Re: [RFC] Have-Digest and duplicate transfer suppression

From: Henrik Nordström <henrik_at_henriknordstrom.net>
Date: Mon, 15 Aug 2011 23:17:55 +0200

mån 2011-08-15 klockan 09:50 -0600 skrev Alex Rousskov:

> I do not like aborted retrievals as the default method of handling a
> digest-based hit. Aborted transactions have negative side-effects and
> some of those effects are not controlled by Squid (e.g., monitoring
> software may trigger an alert if too many requests are aborted).
>
> I agree that we can switch from entities to instances, provided we are
> OK with excluding 206, 302, and similar non-200 responses from the
> optimization. By instance definition, Squid would not be able to compute
> or use an instance digest if the response is not 200 OK. We can hope
> that the vast majority of non-200 responses are either not cachable or
> are very small and not worth optimizing.

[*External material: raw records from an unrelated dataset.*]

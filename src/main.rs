#[cfg(feature = "gui")]
use eframe::egui;

#[cfg(feature = "gui")]
use pianoroll::{
    constants::{CELL_WIDTH, FIXED_PITCH, ROW_HEIGHT},
    export, midi_note_name, MidiOutputDevice, PianoRoll, PlaybackEngine, PlaybackEvent,
    Resolution, SynthSettings, Waveform,
};

#[cfg(feature = "gui")]
fn main() -> Result<(), eframe::Error> {
    env_logger::Builder::from_env(env_logger::Env::default().default_filter_or("info")).init();

    let options = eframe::NativeOptions {
        viewport: egui::ViewportBuilder::default()
            .with_inner_size([1100.0, 420.0])
            .with_title("Piano Roll"),
        ..Default::default()
    };

    eframe::run_native(
        "pianoroll",
        options,
        Box::new(|_cc| Ok(Box::new(PianoRollApp::new()))),
    )
}

#[cfg(not(feature = "gui"))]
fn main() {
    env_logger::init();
    log::error!("This binary requires the 'gui' feature to be enabled");
    std::process::exit(1);
}

#[cfg(feature = "gui")]
struct PianoRollApp {
    roll: PianoRoll,
    settings: SynthSettings,
    playback_engine: PlaybackEngine,
    midi_output: MidiOutputDevice,

    // UI state
    available_midi_ports: Vec<String>,
    selected_port: Option<usize>,
    playhead: Option<u32>,
    notice: Option<String>,
}

#[cfg(feature = "gui")]
impl PianoRollApp {
    fn new() -> Self {
        Self {
            roll: PianoRoll::default(),
            settings: SynthSettings::default(),
            playback_engine: PlaybackEngine::new(),
            midi_output: MidiOutputDevice::new(),
            available_midi_ports: MidiOutputDevice::available_ports(),
            selected_port: None,
            playhead: None,
            notice: None,
        }
    }

    fn handle_playback_events(&mut self) {
        for event in self.playback_engine.poll_events() {
            let sent = match event {
                PlaybackEvent::StepAdvanced(step) => {
                    if self.playback_engine.is_running() {
                        self.playhead = Some(step);
                    }
                    Ok(())
                }
                PlaybackEvent::NoteOn(note, velocity) => {
                    self.midi_output.send_note_on(note, velocity)
                }
                PlaybackEvent::NoteOff(note) => self.midi_output.send_note_off(note),
                PlaybackEvent::Finished => {
                    self.playhead = None;
                    Ok(())
                }
            };
            if let Err(e) = sent {
                log::warn!("{}", e);
            }
        }
    }

    fn start_playback(&mut self) {
        let result = self.playback_engine.play(
            self.roll.notes(),
            self.roll.resolution(),
            &self.settings,
        );
        if let Err(e) = result {
            log::error!("playback failed: {}", e);
            self.notice = Some(e.to_string());
        }
    }

    fn stop_playback(&mut self) {
        self.playback_engine.stop();
        self.playhead = None;
        if let Err(e) = self.midi_output.send_all_notes_off() {
            log::warn!("{}", e);
        }
    }

    fn show_transport(&mut self, ui: &mut egui::Ui) {
        ui.horizontal(|ui| {
            if ui.button("▶ Play").clicked() {
                self.start_playback();
            }
            if ui.button("⏹ Stop").clicked() {
                self.stop_playback();
            }

            ui.add_space(20.0);

            let mut resolution = self.roll.resolution();
            egui::ComboBox::from_label("Grid resolution")
                .selected_text(resolution.to_string())
                .show_ui(ui, |ui| {
                    for option in Resolution::ALL {
                        ui.selectable_value(&mut resolution, option, option.to_string());
                    }
                });
            if let Err(e) = self.roll.set_resolution(resolution) {
                self.notice = Some(e.to_string());
            }

            ui.add_space(20.0);

            egui::ComboBox::from_label("Waveform")
                .selected_text(self.settings.waveform.to_string())
                .show_ui(ui, |ui| {
                    for option in Waveform::ALL {
                        ui.selectable_value(
                            &mut self.settings.waveform,
                            option,
                            option.to_string(),
                        );
                    }
                });

            ui.add_space(20.0);

            if ui.button("Export").clicked() {
                if let Err(e) = export(self.roll.notes()) {
                    self.notice = Some(e.to_string());
                }
            }
        });

        ui.horizontal(|ui| {
            let envelope = &mut self.settings.envelope;
            ui.add(egui::Slider::new(&mut envelope.attack, 0.0..=2.0).text("Attack").suffix(" s"));
            ui.add(egui::Slider::new(&mut envelope.decay, 0.0..=2.0).text("Decay").suffix(" s"));
            ui.add(egui::Slider::new(&mut envelope.sustain, 0.0..=1.0).text("Sustain"));
            ui.add(egui::Slider::new(&mut envelope.release, 0.0..=3.0).text("Release").suffix(" s"));
        });
    }

    fn show_midi_ports(&mut self, ui: &mut egui::Ui) {
        let mut selected_port_changed = None;
        ui.horizontal(|ui| {
            ui.label("MIDI Output:");
            if self.available_midi_ports.is_empty() {
                ui.label("No MIDI ports available");
            } else {
                egui::ComboBox::from_id_source("midi_port")
                    .selected_text(
                        self.selected_port
                            .and_then(|i| self.available_midi_ports.get(i))
                            .map(String::as_str)
                            .unwrap_or("Select port..."),
                    )
                    .show_ui(ui, |ui| {
                        for (i, port_name) in self.available_midi_ports.iter().enumerate() {
                            if ui
                                .selectable_label(self.selected_port == Some(i), port_name)
                                .clicked()
                            {
                                selected_port_changed = Some(i);
                            }
                        }
                    });
            }
        });

        if let Some(port_idx) = selected_port_changed {
            match self.midi_output.connect(port_idx) {
                Ok(()) => self.selected_port = Some(port_idx),
                Err(e) => self.notice = Some(e.to_string()),
            }
        }
    }

    fn show_grid(&mut self, ui: &mut egui::Ui) {
        let layout = self.roll.layout();
        let size = egui::vec2(
            layout.columns() as f32 * CELL_WIDTH,
            layout.rows() as f32 * ROW_HEIGHT,
        );
        let (response, painter) = ui.allocate_painter(size, egui::Sense::click_and_drag());
        let origin = response.rect.min;

        let step_at = |pos: egui::Pos2| -> Option<u32> {
            let local = pos - origin;
            if local.x < 0.0 || local.y < 0.0 {
                return None;
            }
            layout.step_at(
                (local.x / CELL_WIDTH) as u32,
                (local.y / ROW_HEIGHT) as u32,
            )
        };
        let cell_rect = |column: u32, row: u32, len: u32| {
            egui::Rect::from_min_size(
                origin + egui::vec2(column as f32 * CELL_WIDTH, row as f32 * ROW_HEIGHT),
                egui::vec2(len as f32 * CELL_WIDTH, ROW_HEIGHT),
            )
        };

        // Pointer handling: a press on a note starts a resize that lives
        // until release; a plain click on an empty cell places a note.
        if response.drag_started() {
            if let Some(press) = ui.input(|i| i.pointer.press_origin()) {
                if let Some(step) = step_at(press) {
                    self.roll.begin_resize(step, press.x);
                }
            }
        }
        if response.dragged() {
            if let Some(pos) = response.interact_pointer_pos() {
                self.roll.drag_resize(pos.x);
            }
        }
        if response.drag_stopped() {
            self.roll.end_resize();
        }
        if response.clicked() {
            if let Some(step) = response.interact_pointer_pos().and_then(step_at) {
                self.roll.click_cell(step);
            }
        }

        let grid_line = ui.visuals().widgets.noninteractive.bg_stroke;
        for step in 0..layout.time_steps() {
            let Some((column, row)) = layout.cell_position(step) else {
                continue;
            };
            let rect = cell_rect(column, row, 1);
            if self.playhead == Some(step) {
                painter.rect_filled(rect, 0.0, egui::Color32::from_rgb(100, 200, 100));
            } else if step % layout.resolution().steps_per_unit() == 0 {
                painter.rect_filled(rect, 0.0, egui::Color32::from_rgb(40, 40, 40));
            } else {
                painter.rect_filled(rect, 0.0, egui::Color32::from_rgb(30, 30, 30));
            }
            painter.rect_stroke(rect, 0.0, grid_line);
        }

        for note in self.roll.notes() {
            let resizing = self
                .roll
                .active_gesture()
                .is_some_and(|g| g.targets(note));
            let fill = if resizing {
                egui::Color32::from_rgb(120, 120, 240)
            } else {
                egui::Color32::from_rgb(60, 60, 200)
            };
            for span in layout.spans(note.start, self.roll.displayed_duration(note)) {
                let rect = cell_rect(span.column, span.row, span.len).shrink(2.0);
                painter.rect_filled(rect, 3.0, fill);
            }
        }
    }
}

#[cfg(feature = "gui")]
impl eframe::App for PianoRollApp {
    fn update(&mut self, ctx: &egui::Context, _frame: &mut eframe::Frame) {
        ctx.request_repaint();

        self.handle_playback_events();

        egui::CentralPanel::default().show(ctx, |ui| {
            ui.heading("Piano Roll");
            ui.add_space(10.0);

            self.show_midi_ports(ui);
            ui.add_space(10.0);

            self.show_transport(ui);
            ui.add_space(10.0);

            egui::ScrollArea::horizontal().show(ui, |ui| {
                self.show_grid(ui);
            });

            // Info
            ui.separator();
            ui.label(format!(
                "Click a cell to place a {} note, drag a note to resize it",
                midi_note_name(FIXED_PITCH)
            ));
            if let Some(notice) = &self.notice {
                ui.colored_label(egui::Color32::YELLOW, format!("⚠ {}", notice));
            }
        });
    }
}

The bulk bandwidth where you would find duplicates is in positive GET
responses.

Not being able to support 206 duplicate detection without caching the
full 200 in the "topmost" cache is a little annoying however.

> > In requests you can optionally add an digest based condition similar to
> > If-None-Match but here If-None-Match already serves the purpose quite
> > well, so use of the digest condition should probably be limited to cases
> > where there is no ETag.
>
> Or to cases where ETag lies about response content changes.

True, but I kind of doubt there is much bandwidth to be found in those
cases.

> > To optimize bandwidth loss due to unneeded transmission a slow start
> > mechanism can be used where the sending part waits a couple RTTs before
> > starting to transmit the body of a large response where an instance
> > digest is presented. This allows the receiving end to check the received
> > instance digest and abort the request if not interested in receiving the
> > body.
>
> Besides my general dislike for aborted transactions becoming a norm (see
> above), "a couple RTT" delay is a high price to pay because each RTT is
> a few seconds already.

Seconds? What kind of network is this?

I see now that there was one condition omitted from the above, "if the
body size is above a certain limit".

> I am not interested in supporting case (A) at this time (in part for the
> same reasons you mention above), but others might be.

I think for case (A) sending the digest is good enough.

> We wanted to be able to optimize transfer of non-200 responses and be
> able to update headers. In other words, we wanted the child cache to be
> able to restore the exact origin server response, including status code
> and header details.

Ok. that would be a bit beyond a normal cache then.

> Fixing relevant parts of If-None-Match support can indeed be a part of
> the project. I do not think we can do (A), but I agree that it would be
> nice if our solution for (B) can be, at least theoretically, extended to
> (A) later.

Just making sure there is a digest is a far step along the path of
enabling (A).
 1. In makes it possible to track exactly how much redundant data is
being seen at a given node.
 2. It enables implementation of the scheme I proposed for dealing with
(A).

The mentioned delay is an optimization, not a requirement.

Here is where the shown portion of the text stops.